• Work instruction: The word "hashing" appears in some lines of the listing below; report how many such lines there are, and nothing else.

****************

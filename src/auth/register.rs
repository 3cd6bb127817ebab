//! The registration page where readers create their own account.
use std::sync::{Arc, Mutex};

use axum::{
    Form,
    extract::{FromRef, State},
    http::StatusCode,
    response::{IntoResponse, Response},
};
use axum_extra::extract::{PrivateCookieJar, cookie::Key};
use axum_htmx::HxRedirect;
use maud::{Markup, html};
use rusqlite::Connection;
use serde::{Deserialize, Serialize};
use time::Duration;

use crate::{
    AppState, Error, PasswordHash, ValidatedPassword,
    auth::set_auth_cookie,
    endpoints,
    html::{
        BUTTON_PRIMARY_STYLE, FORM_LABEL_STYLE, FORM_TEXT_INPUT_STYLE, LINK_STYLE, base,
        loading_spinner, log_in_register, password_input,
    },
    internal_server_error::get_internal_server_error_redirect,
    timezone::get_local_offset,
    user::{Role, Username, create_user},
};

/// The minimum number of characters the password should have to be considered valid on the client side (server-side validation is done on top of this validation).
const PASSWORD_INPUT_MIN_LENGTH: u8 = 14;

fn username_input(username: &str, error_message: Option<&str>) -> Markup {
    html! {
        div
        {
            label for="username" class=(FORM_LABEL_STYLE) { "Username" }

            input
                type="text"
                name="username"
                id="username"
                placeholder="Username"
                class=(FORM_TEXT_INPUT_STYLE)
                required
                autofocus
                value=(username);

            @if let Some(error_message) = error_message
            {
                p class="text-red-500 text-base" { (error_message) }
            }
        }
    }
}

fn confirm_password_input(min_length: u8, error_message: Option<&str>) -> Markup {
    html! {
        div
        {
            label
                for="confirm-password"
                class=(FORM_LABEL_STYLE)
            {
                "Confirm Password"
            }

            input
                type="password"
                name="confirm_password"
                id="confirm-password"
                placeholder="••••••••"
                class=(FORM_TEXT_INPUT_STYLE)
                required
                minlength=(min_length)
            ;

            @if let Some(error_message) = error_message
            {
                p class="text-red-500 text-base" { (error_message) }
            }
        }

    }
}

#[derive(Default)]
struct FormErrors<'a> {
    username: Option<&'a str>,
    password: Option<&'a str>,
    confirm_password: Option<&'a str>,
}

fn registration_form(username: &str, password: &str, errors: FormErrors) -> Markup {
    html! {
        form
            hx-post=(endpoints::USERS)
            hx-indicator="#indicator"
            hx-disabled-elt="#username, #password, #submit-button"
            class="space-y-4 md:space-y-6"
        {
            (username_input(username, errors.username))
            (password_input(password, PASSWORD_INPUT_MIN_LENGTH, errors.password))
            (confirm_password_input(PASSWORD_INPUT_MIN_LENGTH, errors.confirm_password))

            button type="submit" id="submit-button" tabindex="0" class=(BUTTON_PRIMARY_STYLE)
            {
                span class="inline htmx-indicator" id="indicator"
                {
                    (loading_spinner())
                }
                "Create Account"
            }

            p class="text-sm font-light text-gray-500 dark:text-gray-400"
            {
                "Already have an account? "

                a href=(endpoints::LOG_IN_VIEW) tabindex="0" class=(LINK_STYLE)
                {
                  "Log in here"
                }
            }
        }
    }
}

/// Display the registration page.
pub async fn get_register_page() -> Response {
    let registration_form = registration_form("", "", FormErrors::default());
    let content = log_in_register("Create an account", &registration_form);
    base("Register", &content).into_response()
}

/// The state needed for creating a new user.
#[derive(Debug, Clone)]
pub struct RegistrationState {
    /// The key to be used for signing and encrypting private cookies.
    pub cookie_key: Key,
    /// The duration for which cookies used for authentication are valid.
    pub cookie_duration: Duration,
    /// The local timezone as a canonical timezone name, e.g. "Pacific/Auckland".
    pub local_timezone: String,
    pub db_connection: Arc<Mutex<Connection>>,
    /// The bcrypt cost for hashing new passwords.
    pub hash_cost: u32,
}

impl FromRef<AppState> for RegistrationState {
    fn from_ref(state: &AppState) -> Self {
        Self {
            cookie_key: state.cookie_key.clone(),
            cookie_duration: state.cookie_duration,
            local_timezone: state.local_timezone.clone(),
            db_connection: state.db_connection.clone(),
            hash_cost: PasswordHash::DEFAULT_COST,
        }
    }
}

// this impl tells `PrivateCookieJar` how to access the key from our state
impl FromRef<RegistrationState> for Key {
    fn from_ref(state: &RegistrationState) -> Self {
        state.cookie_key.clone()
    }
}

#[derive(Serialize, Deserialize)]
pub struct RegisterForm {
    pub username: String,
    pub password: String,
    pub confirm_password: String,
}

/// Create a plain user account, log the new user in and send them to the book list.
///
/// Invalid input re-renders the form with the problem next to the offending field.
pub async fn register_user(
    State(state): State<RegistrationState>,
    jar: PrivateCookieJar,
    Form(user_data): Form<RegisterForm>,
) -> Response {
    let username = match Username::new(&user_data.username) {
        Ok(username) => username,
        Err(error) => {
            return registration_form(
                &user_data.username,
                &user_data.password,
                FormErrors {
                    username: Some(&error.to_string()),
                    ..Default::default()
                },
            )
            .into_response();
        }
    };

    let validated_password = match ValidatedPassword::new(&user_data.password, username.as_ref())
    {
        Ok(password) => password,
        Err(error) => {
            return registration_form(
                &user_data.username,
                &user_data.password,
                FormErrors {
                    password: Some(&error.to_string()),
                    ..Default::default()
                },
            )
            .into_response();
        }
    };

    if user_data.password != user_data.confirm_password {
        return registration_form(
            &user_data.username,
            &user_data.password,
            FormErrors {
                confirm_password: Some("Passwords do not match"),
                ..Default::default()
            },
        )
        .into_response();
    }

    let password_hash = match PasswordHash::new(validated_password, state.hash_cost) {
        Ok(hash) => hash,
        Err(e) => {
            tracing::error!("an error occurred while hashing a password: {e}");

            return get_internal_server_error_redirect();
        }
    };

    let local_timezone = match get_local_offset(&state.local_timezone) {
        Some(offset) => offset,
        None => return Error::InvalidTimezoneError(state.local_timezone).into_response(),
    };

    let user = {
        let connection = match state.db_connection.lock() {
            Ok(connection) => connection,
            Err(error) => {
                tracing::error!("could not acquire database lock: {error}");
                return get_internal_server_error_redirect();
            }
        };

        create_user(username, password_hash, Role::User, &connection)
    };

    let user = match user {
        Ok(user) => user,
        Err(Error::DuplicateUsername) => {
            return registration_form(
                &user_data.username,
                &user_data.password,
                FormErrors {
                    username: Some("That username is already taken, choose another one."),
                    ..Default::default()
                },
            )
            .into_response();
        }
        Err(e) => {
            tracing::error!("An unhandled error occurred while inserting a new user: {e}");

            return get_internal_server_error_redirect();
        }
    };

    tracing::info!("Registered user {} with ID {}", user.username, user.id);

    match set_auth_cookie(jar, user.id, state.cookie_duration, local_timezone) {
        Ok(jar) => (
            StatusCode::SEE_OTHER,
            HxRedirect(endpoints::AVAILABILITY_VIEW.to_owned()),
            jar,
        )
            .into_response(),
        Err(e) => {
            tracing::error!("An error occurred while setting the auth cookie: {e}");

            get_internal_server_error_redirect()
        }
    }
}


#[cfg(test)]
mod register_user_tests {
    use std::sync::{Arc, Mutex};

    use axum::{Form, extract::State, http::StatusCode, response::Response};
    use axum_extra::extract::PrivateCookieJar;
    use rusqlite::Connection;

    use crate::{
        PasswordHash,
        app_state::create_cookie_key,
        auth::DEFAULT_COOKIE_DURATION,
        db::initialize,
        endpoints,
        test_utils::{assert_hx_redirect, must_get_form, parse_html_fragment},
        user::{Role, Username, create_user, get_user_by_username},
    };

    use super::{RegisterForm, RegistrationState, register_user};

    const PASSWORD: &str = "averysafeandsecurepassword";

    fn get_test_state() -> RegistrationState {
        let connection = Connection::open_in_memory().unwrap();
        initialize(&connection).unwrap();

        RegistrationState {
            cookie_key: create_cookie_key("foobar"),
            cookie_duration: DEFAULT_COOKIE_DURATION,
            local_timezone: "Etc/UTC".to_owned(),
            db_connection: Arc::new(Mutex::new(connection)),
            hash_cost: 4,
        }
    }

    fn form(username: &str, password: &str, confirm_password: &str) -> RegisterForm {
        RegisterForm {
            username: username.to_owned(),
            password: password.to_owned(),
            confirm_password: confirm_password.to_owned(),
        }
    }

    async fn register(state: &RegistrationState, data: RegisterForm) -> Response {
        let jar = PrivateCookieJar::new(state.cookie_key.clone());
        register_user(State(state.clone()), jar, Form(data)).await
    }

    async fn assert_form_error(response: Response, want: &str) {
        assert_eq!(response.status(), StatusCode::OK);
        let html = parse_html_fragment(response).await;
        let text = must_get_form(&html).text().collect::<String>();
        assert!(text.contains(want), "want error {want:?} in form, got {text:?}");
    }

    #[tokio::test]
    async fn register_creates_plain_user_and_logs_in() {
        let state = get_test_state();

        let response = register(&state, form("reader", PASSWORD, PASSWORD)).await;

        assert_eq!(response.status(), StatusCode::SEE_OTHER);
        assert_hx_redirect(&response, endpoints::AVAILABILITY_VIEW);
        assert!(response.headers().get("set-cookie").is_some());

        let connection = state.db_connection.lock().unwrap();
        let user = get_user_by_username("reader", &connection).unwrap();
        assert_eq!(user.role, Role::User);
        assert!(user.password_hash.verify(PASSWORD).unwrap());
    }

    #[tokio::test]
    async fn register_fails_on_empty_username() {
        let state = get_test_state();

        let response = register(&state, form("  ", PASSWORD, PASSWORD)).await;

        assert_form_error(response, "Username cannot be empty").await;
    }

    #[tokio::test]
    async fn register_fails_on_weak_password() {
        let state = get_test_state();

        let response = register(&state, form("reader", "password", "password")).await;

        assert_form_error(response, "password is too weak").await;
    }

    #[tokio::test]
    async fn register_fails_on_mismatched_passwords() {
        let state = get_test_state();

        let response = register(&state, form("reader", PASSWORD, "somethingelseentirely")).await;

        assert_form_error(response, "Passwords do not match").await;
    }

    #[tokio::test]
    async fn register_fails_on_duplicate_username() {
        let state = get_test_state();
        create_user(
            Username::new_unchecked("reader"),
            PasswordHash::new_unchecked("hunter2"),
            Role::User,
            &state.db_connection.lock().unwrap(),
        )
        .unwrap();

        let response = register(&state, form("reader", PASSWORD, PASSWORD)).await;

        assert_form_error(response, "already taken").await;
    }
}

****************

• Solution: 2